| G. Michael Dobbs
SPRINGFIELD – A historic building has found a new use. Last week, Mayor Domenic Sarno toured the renovated Willys-Overland building on Chestnut Street to view the progress of how developers are adding 60 new market-rate apartments to downtown.
Chuck Irving of the Davenport Company, the owners of the building, said the project continued despite “the tough economy” due to the pandemic and is expected to accept tenants on Dec. 1. He said the apartments are offered at rental rates for “normal working people,” and anticipates that teachers and college students will be among the tenants.
He pointed out the expected synergy between having more apartments close to the Union Station transportation center, a situation that has developed in other communities.
The Willys-Overland Building was constructed in 1916 by the automotive company of the same name and was named on the U.S. National Register of Historical Places. According to information from the National Park Service, it was designed as a sales and service facility with a garage large enough for 1,000 cars.
Willys is best remembered today as the company that developed the Jeep.
The building had been damaged in the 2012 gas leak explosion and had been vacant.
Irving said the pandemic had affected the design of the building. Instead of a common laundry room, each apartment has its own washer and drier. The HVAC is also singular to each dwelling, as well, Irving said.
He said that historic tax credits were essential to the project. “Without them, the project would not be happening,” he said.
The project represents a $14 million to $16 million investment, Irving said.
The four-story building has one bedroom, two-bedroom and duplex units. Irving noted the apartments are not all identical to one another in layout.
Juan Prieto, Irving’s partner, said the company has already received applications from potential tenants.
Besides the apartments, the first floor is divided for two purposes. There is an interior garage large enough for 22 cars, which also features recharging stations for electric cars.
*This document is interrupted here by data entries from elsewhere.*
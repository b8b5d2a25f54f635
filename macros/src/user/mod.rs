//! User-facing macro implementations
//!
//! | Macro | Usage | Purpose |
//! |-------|-------|---------|
//! | `satisfies!` | expression | Query capabilities of a concrete type |
//! | `assert_satisfies!` | item | Reject the build when a query is false |

pub mod satisfies;

pub use satisfies::{SatisfiesInput, expand_assert_satisfies, expand_satisfies};
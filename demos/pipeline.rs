//! Walk through cursors, algorithms and views on a small data set.
//!
//! Run with `cargo run --example pipeline`.

use tola_ranges::prelude::*;
use tola_ranges::view;

#[derive(Debug, Clone, Copy)]
struct Reading {
    sensor: u8,
    value: i32,
}

fn main() {
    let readings = [
        Reading {
            sensor: 1,
            value: 12,
        },
        Reading {
            sensor: 2,
            value: -3,
        },
        Reading {
            sensor: 1,
            value: 40,
        },
        Reading {
            sensor: 3,
            value: 7,
        },
        Reading {
            sensor: 1,
            value: -1,
        },
    ];

    // Algorithms with projections
    let from_one = count_in(&readings[..], &1, |r: &Reading| r.sensor);
    let all_small = all_of_in(&readings[..], |v: i32| v.abs() < 100, |r: &Reading| r.value);
    println!("sensor 1 readings: {from_one}, all within range: {all_small}");

    // Lazy pipeline: positive values of sensor 1, scaled, newest first
    let scaled = (&readings[..])
        .filter(|r: &Reading| r.sensor == 1 && r.value > 0)
        .transform(|r: &Reading| r.value * 10)
        .reversed()
        .to_vec();
    println!("scaled: {scaled:?}");

    // In-place mutation through SliceMut
    let mut values: Vec<i32> = readings.iter().map(|r| r.value).collect();
    reverse_in(SliceMut::new(&mut values));
    fill_n(SliceMut::new(&mut values).start(), 1, &0);
    println!("reversed, first cleared: {values:?}");

    // Owning views hand back `Dangling` instead of a cursor
    let found: Dangling = find_in(view::repeat_n(5, 3), &5, identity);
    println!("cursor into a temporary: {found:?}");

    // Capability queries
    println!(
        "slice cursor contiguous: {}, `*const str` contiguous: {}",
        satisfies!(SliceCursor<'static, i32>: ContiguousCursor),
        satisfies!(*const str: ContiguousCursor),
    );
}
impl FulfillmentSync {
    pub fn new(store: Arc<dyn OrderStore>, gateway: Arc<dyn PlatformGateway>) -> Self {
        Self { store, gateway }
    }

    /// Record a shipment against its order, advancing the order to
    /// `fulfilled` once every active item is covered.
    ///
    /// Recording commits first. Pushing the shipment to the storefront and
    /// queueing the customer notification happen afterwards and only ever
    /// leave an activity entry when they fail.
    pub fn record_shipment(
        &self,
        actor: Actor,
        shipment: InboundShipment,
    ) -> Result<ShipmentOutcome, DomainError> {
        if shipment.external_id.trim().is_empty() {
            return Err(DomainError::validation("shipment id is required"));
        }
        let recorded = match self.store.transaction(|tx| record(tx, actor, &shipment)) {
            Ok(recorded) => recorded,
            Err(DomainError::DuplicateEvent(id)) => {
                info!("shipment {id} already recorded");
                None
            }
            Err(e) => return Err(e),
        };
        let Some((order, fulfillment)) = recorded else {
            return Ok(ShipmentOutcome::AlreadyProcessed);
        };

        if shipment.source != FulfillmentSource::Storefront && order.store_id().is_some() {
            if let Err(e) = self.push_to_platform(actor, &order, &fulfillment) {
                let note = format!("storefront fulfillment push failed: {e}");
                self.note_failure(actor, &order, "platform_sync_failed", note);
            }
        }
        if shipment.notify_customer {
            if let Err(e) = self.queue_notification(&order, &fulfillment) {
                let note = format!("customer notification not queued: {e}");
                self.note_failure(actor, &order, "notification_failed", note);
            }
        }

        Ok(ShipmentOutcome::Recorded {
            order_status: order.status,
            fulfillment,
        })
    }

    /// Apply a status or tracking change to a recorded shipment. A fulfilled
    /// order completes once all of its shipments are delivered.
    pub fn update_shipment(
        &self,
        actor: Actor,
        external_id: &str,
        status: FulfillmentStatus,
        tracking: Option<Tracking>,
    ) -> Result<Fulfillment, DomainError> {
        self.store.transaction(|tx| {
            let mut fulfillment = tx
                .find_fulfillment_by_external(external_id)?
                .ok_or_else(|| DomainError::not_found(format!("fulfillment {external_id}")))?;
            let mut order = tx.lock_order(fulfillment.order_id)?;

            let previous = fulfillment.status;
            fulfillment.status = status;
            if let Some(tracking) = tracking {
                fulfillment.tracking = tracking;
            }
            fulfillment.updated_at = Utc::now();
            tx.update_fulfillment(&fulfillment)?;
            let note = format!("shipment {external_id} {status}");
            tx.record_activity(
                &OrderActivity::new(order.id, actor, "fulfillment_updated", note)
                    .with_details(json!({ "from": previous.as_str(), "to": status.as_str() })),
            )?;

            let uncounted = previous.counts_toward_quantity() && !status.counts_toward_quantity();
            if uncounted && order.status == OrderStatus::Fulfilled {
                warn!(
                    "order {} is fulfilled but shipment {external_id} became {status}",
                    order.uid
                );
            }

            if order.may(OrderEvent::Complete) {
                let counting: Vec<_> = tx
                    .fulfillments(order.id)?
                    .into_iter()
                    .filter(|f| f.status.counts_toward_quantity())
                    .collect();
                let delivered = counting.iter().all(|f| f.status == FulfillmentStatus::Delivered);
                if !counting.is_empty() && delivered {
                    transition(tx, &mut order, OrderEvent::Complete, actor)?;
                }
            }
            Ok(fulfillment)
        })
    }

    /// Create the matching fulfillment on the order's storefront.
    pub fn push_to_platform(
        &self,
        actor: Actor,
        order: &Order,
        fulfillment: &Fulfillment,
    ) -> Result<OutboundReport, DomainError> {
        let (Some(store_id), Some(order_external_id)) =
            (order.store_id(), order.external_id.clone())
        else {
            return Ok(OutboundReport::default());
        };
        let store = active_store(self.store.as_ref(), store_id)?;

        let items: HashMap<Uuid, OrderItem> = self
            .store
            .transaction(|tx| tx.order_items(order.id))?
            .into_iter()
            .map(|i| (i.id, i))
            .collect();
        let mut skipped = Vec::new();
        let mut lines = Vec::new();
        for line in &fulfillment.line_items {
            match items.get(&line.order_item_id).and_then(|i| i.external_line_id.clone()) {
                Some(external_line_id) => lines.push((external_line_id, line.quantity)),
                None => skipped.push(format!("item {}: no storefront line", line.order_item_id)),
            }
        }

        let adapter = self.gateway.adapter_for(&store)?;
        let open = guard(
            self.store.as_ref(),
            &store,
            adapter.open_fulfillment_orders(&order_external_id),
        )?;
        let plan = plan_outbound(&lines, &open);
        skipped.extend(plan.skipped);
        for reason in &skipped {
            warn!("order {} shipment {}: {}", order.uid, fulfillment.external_id, reason);
        }

        let pushed_lines = plan.groups.iter().map(|g| g.lines.len()).sum();
        let platform_fulfillment_id = if plan.groups.is_empty() {
            None
        } else {
            let request = PlatformShipment {
                order_external_id,
                tracking: fulfillment.tracking.clone(),
                notify_customer: false,
                groups: plan.groups,
            };
            // The storefront echo of this fulfillment waits on the order lock
            // until the link below is committed.
            let created = self.store.transaction(|tx| {
                tx.lock_order(order.id)?;
                let created = adapter.create_fulfillment(&request);
                if let Ok(id) = &created {
                    tx.link_platform_fulfillment(fulfillment.id, platform_key(id))?;
                }
                Ok(created)
            })?;
            Some(guard(self.store.as_ref(), &store, created)?)
        };

        let report = OutboundReport {
            platform_fulfillment_id,
            pushed_lines,
            skipped,
        };
        self.store.transaction(|tx| {
            tx.record_activity(
                &OrderActivity::new(
                    order.id,
                    actor,
                    "platform_fulfillment",
                    format!("{pushed_lines} lines pushed to {}", store.platform),
                )
                .with_details(json!({
                    "shipment": fulfillment.external_id,
                    "platform_fulfillment_id": report.platform_fulfillment_id,
                    "skipped": report.skipped,
                })),
            )
        })?;
        Ok(report)
    }

    fn queue_notification(
        &self,
        order: &Order,
        fulfillment: &Fulfillment,
    ) -> Result<(), DomainError> {
        let Some(email) = order.email.as_deref() else {
            return Ok(());
        };
        let event = OutboxEvent::customer_shipment_notification(
            &order.uid,
            email,
            json!({
                "order_name": order.name,
                "shipment": fulfillment.external_id,
                "carrier": fulfillment.tracking.carrier,
                "tracking_number": fulfillment.tracking.number,
                "tracking_url": fulfillment.tracking.url,
            }),
        );
        self.store.transaction(|tx| tx.enqueue(&event))
    }

    fn note_failure(&self, actor: Actor, order: &Order, kind: &str, message: String) {
        warn!("order {}: {}", order.uid, message);
        let activity = OrderActivity::new(order.id, actor, kind, message);
        if let Err(e) = self.store.transaction(|tx| tx.record_activity(&activity)) {
            warn!("order {}: could not record {kind} activity: {e}", order.uid);
        }
    }
}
There is also first floor retail space that will be developed. One potential tenant toured the building with the mayor.
Sarno said, the Davenport Company has been “very bullish” about Springfield and Irving said the company has bought 135-141 Lyman Street for potential redevelopment into more housing.
The mayor said the city has not “taken its eye off of economic development” and predicted the city will “rebound quickly and strongly.”
He declared, “If you want to do business, come to Springfield.”